Since then, many college dorms have been remodeled to update the electrical systems and to add wifi. The rooms that accommodated 2 or 3 people were split to create two one-person rooms.  Surveys of students not wanting to live in dorms showed that today’s students are not used to being roommates and do not wish to share space…especially if they never shared a room with a sibling.

So, what can a college student do to protect themselves and their property while living in dorm?

Though it is inconvenient to lock and unlock your room every time you come and go, keeping your doors and windows locked, even if you’re just running across the hall for a moment, is a smart safety measure. Never open the door for strangers and verify who is on the other side before opening the door.

Having a dorm security camera is a great way to protect yourself in the off chance something goes missing. A wireless motion-activated surveillance camera can capture high-definition video and sound which is streamed live to your phone.

A small fire resistant safe in your dorm room can keep jewelry, electronics, credit cards and cash safe. Look for something heavy-duty and keyless. For larger items, you might want to consider insurance to cover the expense if it stolen.

As a college student, you have no way of knowing how many copies of your room key has been “lost” or duplicated. A security bar is also useful for safeguarding against ‘forced’ entries.

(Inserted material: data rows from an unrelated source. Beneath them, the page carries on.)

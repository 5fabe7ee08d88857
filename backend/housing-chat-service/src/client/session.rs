use super::{ChatApi, ClientError, RealtimeLink};
use crate::models::{MessageBody, MessagePayload, MessageView};
use crate::websocket::message_types::MessageRef;
use crate::websocket::{WsInboundEvent, WsOutboundEvent};
use chrono::{DateTime, Utc};
use std::time::{Duration, Instant};
use uuid::Uuid;

/// Idle time after the last keystroke before `typing{false}` goes out.
pub const TYPING_IDLE: Duration = Duration::from_secs(1);

/// State of one open conversation screen.
///
/// Messages are persisted over HTTP first and only then announced on the
/// realtime link, so the peer never hears about a message the server lacks.
pub struct ChatSession<A: ChatApi, L: RealtimeLink> {
    api: A,
    link: L,
    user_id: Uuid,
    peer_id: Uuid,
    conversation_id: Uuid,
    page_limit: u32,
    messages: Vec<MessageView>,
    draft: String,
    last_error: Option<String>,
    peer_typing: bool,
    peer_online: bool,
    peer_last_seen: Option<DateTime<Utc>>,
    typing_since: Option<Instant>,
}

impl<A: ChatApi, L: RealtimeLink> ChatSession<A, L> {
    pub fn new(api: A, link: L, user_id: Uuid, peer_id: Uuid, conversation_id: Uuid) -> Self {
        Self {
            api,
            link,
            user_id,
            peer_id,
            conversation_id,
            page_limit: 50,
            messages: Vec::new(),
            draft: String::new(),
            last_error: None,
            peer_typing: false,
            peer_online: false,
            peer_last_seen: None,
            typing_since: None,
        }
    }

    pub fn with_page_limit(mut self, limit: u32) -> Self {
        self.page_limit = limit.max(1);
        self
    }

    /// Identify on the realtime link, load the first page and ask whether the
    /// peer is online.
    pub async fn mount(&mut self) -> Result<(), ClientError> {
        self.emit(WsInboundEvent::Join {
            user_id: self.user_id,
        })
        .await;

        match self
            .api
            .list_messages(self.conversation_id, 1, self.page_limit)
            .await
        {
            Ok(messages) => self.messages = messages,
            Err(e) => {
                self.last_error = Some(e.to_string());
                return Err(e);
            }
        }

        self.emit(WsInboundEvent::RequestStatus {
            user_id: self.peer_id,
        })
        .await;
        Ok(())
    }

    pub fn set_draft(&mut self, text: impl Into<String>) {
        self.draft = text.into();
    }

    /// Record a keystroke. The first one after idle announces typing.
    pub async fn on_input(&mut self, text: impl Into<String>, now: Instant) {
        self.draft = text.into();
        let was_typing = self.typing_since.is_some();
        self.typing_since = Some(now);
        if !was_typing {
            self.emit_typing(true).await;
        }
    }

    /// Drive the typing debounce; call periodically.
    pub async fn tick(&mut self, now: Instant) {
        if let Some(last) = self.typing_since {
            if now.duration_since(last) >= TYPING_IDLE {
                self.stop_typing().await;
            }
        }
    }

    /// Send the current draft as a text message. An empty draft is a no-op.
    pub async fn send(&mut self) -> Result<Option<MessageView>, ClientError> {
        if self.draft.trim().is_empty() {
            return Ok(None);
        }
        let draft = std::mem::take(&mut self.draft);
        let payload = MessagePayload::text(draft.clone());

        match self.send_payload(payload).await {
            Ok(view) => Ok(Some(view)),
            Err(e) => {
                self.draft = draft;
                Err(e)
            }
        }
    }

    /// Send an already uploaded attachment.
    pub async fn send_attachment(
        &mut self,
        body: MessageBody,
        reply_to: Option<Uuid>,
    ) -> Result<MessageView, ClientError> {
        self.send_payload(MessagePayload { body, reply_to }).await
    }

    async fn send_payload(&mut self, payload: MessagePayload) -> Result<MessageView, ClientError> {
        self.stop_typing().await;

        let view = match self.api.send_message(self.conversation_id, &payload).await {
            Ok(view) => view,
            Err(e) => {
                tracing::warn!(error = %e, "message send failed");
                self.last_error = Some(e.to_string());
                return Err(e);
            }
        };
        self.last_error = None;
        self.append(view.clone());

        self.emit(WsInboundEvent::SendMessage {
            conversation_id: self.conversation_id,
            recipient_id: self.peer_id,
            message: MessageRef { id: view.id() },
        })
        .await;
        Ok(view)
    }

    /// Reconcile one server event with local state.
    pub fn handle_event(&mut self, event: WsOutboundEvent) {
        match event {
            WsOutboundEvent::ReceiveMessage {
                conversation_id,
                message,
            } if conversation_id == self.conversation_id => {
                if message.message.sender_id == self.peer_id {
                    self.peer_typing = false;
                }
                self.append(message);
            }
            WsOutboundEvent::UserTyping {
                conversation_id,
                user_id,
                is_typing,
            } if conversation_id == self.conversation_id && user_id == self.peer_id => {
                self.peer_typing = is_typing;
            }
            WsOutboundEvent::UserStatus {
                user_id,
                online,
                last_seen,
            } if user_id == self.peer_id => {
                self.peer_online = online;
                if last_seen.is_some() {
                    self.peer_last_seen = last_seen;
                }
                if !online {
                    self.peer_typing = false;
                }
            }
            WsOutboundEvent::MessageEdited {
                conversation_id,
                message,
            } if conversation_id == self.conversation_id => {
                if let Some(slot) = self.messages.iter_mut().find(|m| m.id() == message.id()) {
                    *slot = message;
                }
            }
            WsOutboundEvent::MessageDeleted {
                conversation_id,
                message_id,
            } if conversation_id == self.conversation_id => {
                self.messages.retain(|m| m.id() != message_id);
            }
            WsOutboundEvent::ReactionAdded {
                conversation_id,
                message_id,
                reactions,
            } if conversation_id == self.conversation_id => {
                if let Some(slot) = self.messages.iter_mut().find(|m| m.id() == message_id) {
                    let mut message = slot.message.clone();
                    message.reactions = reactions;
                    *slot = MessageView::new(
                        message,
                        slot.sender.clone(),
                        slot.reply_to_message.clone(),
                    );
                }
            }
            WsOutboundEvent::Error { code, message } => {
                tracing::warn!(code = %code, message = %message, "server reported realtime error");
                self.last_error = Some(message);
            }
            _ => {}
        }
    }

    pub fn messages(&self) -> &[MessageView] {
        &self.messages
    }

    pub fn draft(&self) -> &str {
        &self.draft
    }

    pub fn last_error(&self) -> Option<&str> {
        self.last_error.as_deref()
    }

    pub fn peer_typing(&self) -> bool {
        self.peer_typing
    }

    pub fn peer_online(&self) -> bool {
        self.peer_online
    }

    pub fn peer_last_seen(&self) -> Option<DateTime<Utc>> {
        self.peer_last_seen
    }

    pub fn is_typing(&self) -> bool {
        self.typing_since.is_some()
    }

    pub fn api(&self) -> &A {
        &self.api
    }

    pub fn link(&self) -> &L {
        &self.link
    }

    fn append(&mut self, view: MessageView) {
        if self.messages.iter().any(|m| m.id() == view.id()) {
            return;
        }
        self.messages.push(view);
    }

    async fn stop_typing(&mut self) {
        if self.typing_since.take().is_some() {
            self.emit_typing(false).await;
        }
    }

    async fn emit_typing(&self, is_typing: bool) {
        self.emit(WsInboundEvent::Typing {
            conversation_id: self.conversation_id,
            recipient_id: self.peer_id,
            is_typing,
        })
        .await;
    }

    /// Realtime emits are best effort; failures are logged, never surfaced.
    async fn emit(&self, event: WsInboundEvent) {
        let name = event.name();
        if let Err(e) = self.link.emit(event).await {
            tracing::debug!(event = name, error = %e, "realtime emit failed");
        }
    }
}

Keep pepper spray with you. A recent study revealed that a woman aiming pepper spray at them generally caused a would-be attacker to flee. A woman who attempted to defend herself normally wasn’t worth the trouble.

Be sure to enter all your emergency numbers in your phone, have a physical copy of the numbers in your room and know all the emergency exit routes.

Always use the elevator.  Stairwells are a common choice for attackers. If you must use a stairwell, bring a friend with you. If you are on the elevator with someone who makes you feel uncomfortable, get off at the next floor. If you are about to get on an elevator and the current occupant make you uncomfortable, wait for the next elevator. 

Never take your safety for granted. College life can be an exciting part of your life but you want those memories to be good ones.

Brenda Schmitt

A Iowa State University Extension and Outreach Family Finance Field Specialist helping North Central Iowans make the most of their money.